Suppression of WRN causes delayed repair and increased cell death after oxidative damage at telomeres. (A) Quantification of the percentage of cells showing co-localization of KR-TRF1 and γH2AX with or without siWRN at the indicated recovery time point after 20 min of 15 W SYLVANIA cool white fluorescent bulb light activation of KR. Data are represented as mean ± SEM of three independent experiments with counting 150 cells/time. **P < 0.005 (B and C) Clonogenic survival assay of HeLa cells with stably expressed KR-TRF1 or DsR-TRF1 and treated with or without siWRN (B), siUTR-WRN (C) with or without expression of WRN-RQC. Cells were exposed to cool white fluorescent light for the indicated time. Data are represented as mean ± SEM of three independent experiments. Western blot analysis of WRN knockdown and DsR-TRF1 and KR-TRF1 expression in HeLa cells is shown. (D) A model of recruitment of WRN to oxidative DNA damage at telomeres via interaction with TRF1 upon TNKS1-mediated PARylation. Oxidative DNA damage at telomeres induced a TRF1 conformational change to expose its N-terminal acidic domain.

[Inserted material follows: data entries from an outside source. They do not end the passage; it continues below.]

//! Host-owned output slots
//!
//! The bridge never talks to framework port objects directly. Each tick it
//! produces an [`OutputFrame`] and writes it through the [`OutputSink`] trait,
//! which a host (or [`OutputSlots`] in tests and the CLI) implements.

/// Voltage emitted for a high signal
pub const HIGH_VOLTAGE: f32 = 10.0;

pub const OUTPUTS_LEN: usize = 3;
pub const LIGHTS_LEN: usize = 1;

/// Voltage outputs, in panel order
#[derive(Debug, Clone, Copy, PartialEq, Eq)]
pub enum OutputId {
    Start,
    Reset,
    Clock,
}

impl OutputId {
    pub const ALL: [OutputId; OUTPUTS_LEN] = [OutputId::Start, OutputId::Reset, OutputId::Clock];

    pub fn index(self) -> usize {
        match self {
            OutputId::Start => 0,
            OutputId::Reset => 1,
            OutputId::Clock => 2,
        }
    }

    pub fn label(self) -> &'static str {
        match self {
            OutputId::Start => "START",
            OutputId::Reset => "RESET",
            OutputId::Clock => "CLOCK",
        }
    }
}

#[derive(Debug, Clone, Copy, PartialEq, Eq)]
pub enum LightId {
    Beat,
}

impl LightId {
    pub fn index(self) -> usize {
        match self {
            LightId::Beat => 0,
        }
    }
}

/// Destination for the values computed on every tick
pub trait OutputSink {
    fn set_voltage(&mut self, output: OutputId, volts: f32);
    fn set_brightness(&mut self, light: LightId, brightness: f32);
}

/// The four values derived for one tick.
///
/// Built and consumed within a single tick; nothing here is carried over.
#[derive(Debug, Clone, Copy, PartialEq, Default)]
pub struct OutputFrame {
    pub start: bool,
    pub reset: bool,
    pub clock: bool,
    /// Beat indicator brightness, 0.0 or 1.0
    pub beat_light: f32,
}

impl OutputFrame {
    pub fn is_high(&self, output: OutputId) -> bool {
        match output {
            OutputId::Start => self.start,
            OutputId::Reset => self.reset,
            OutputId::Clock => self.clock,
        }
    }

    pub fn voltage(&self, output: OutputId) -> f32 {
        if self.is_high(output) {
            HIGH_VOLTAGE
        } else {
            0.0
        }
    }

    /// Writes every slot, including the ones that are gated off.
    pub fn write_to<S: OutputSink + ?Sized>(&self, sink: &mut S) {
        for output in OutputId::ALL {
            sink.set_voltage(output, self.voltage(output));
        }
        sink.set_brightness(LightId::Beat, self.beat_light);
    }
}

/// Fixed-size slot record standing in for a host's port arrays
#[derive(Debug, Clone, Copy, PartialEq, Default)]
pub struct OutputSlots {
    voltages: [f32; OUTPUTS_LEN],
    lights: [f32; LIGHTS_LEN],
}

impl OutputSlots {
    pub fn new() -> Self {
        Self::default()
    }

    pub fn voltage(&self, output: OutputId) -> f32 {
        self.voltages[output.index()]
    }

    pub fn brightness(&self, light: LightId) -> f32 {
        self.lights[light.index()]
    }
}

impl OutputSink for OutputSlots {
    fn set_voltage(&mut self, output: OutputId, volts: f32) {
        self.voltages[output.index()] = volts;
    }

    fn set_brightness(&mut self, light: LightId, brightness: f32) {
        self.lights[light.index()] = brightness;
    }
}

The N-terminal acidic domain of TRF1 will be targeted for PARylation by TNKS1 and then WRN is recruited to sites of DNA damage mediated by interaction between the RQC domain of WRN and N-terminal PARylation of the acidic domain of TRF1. BER factors are recruited independently from WRN. WRN protein dissociates from the sites of damage after repair completion. The function of WRN at telomeres protects genome stability in the face of oxidative DNA damage.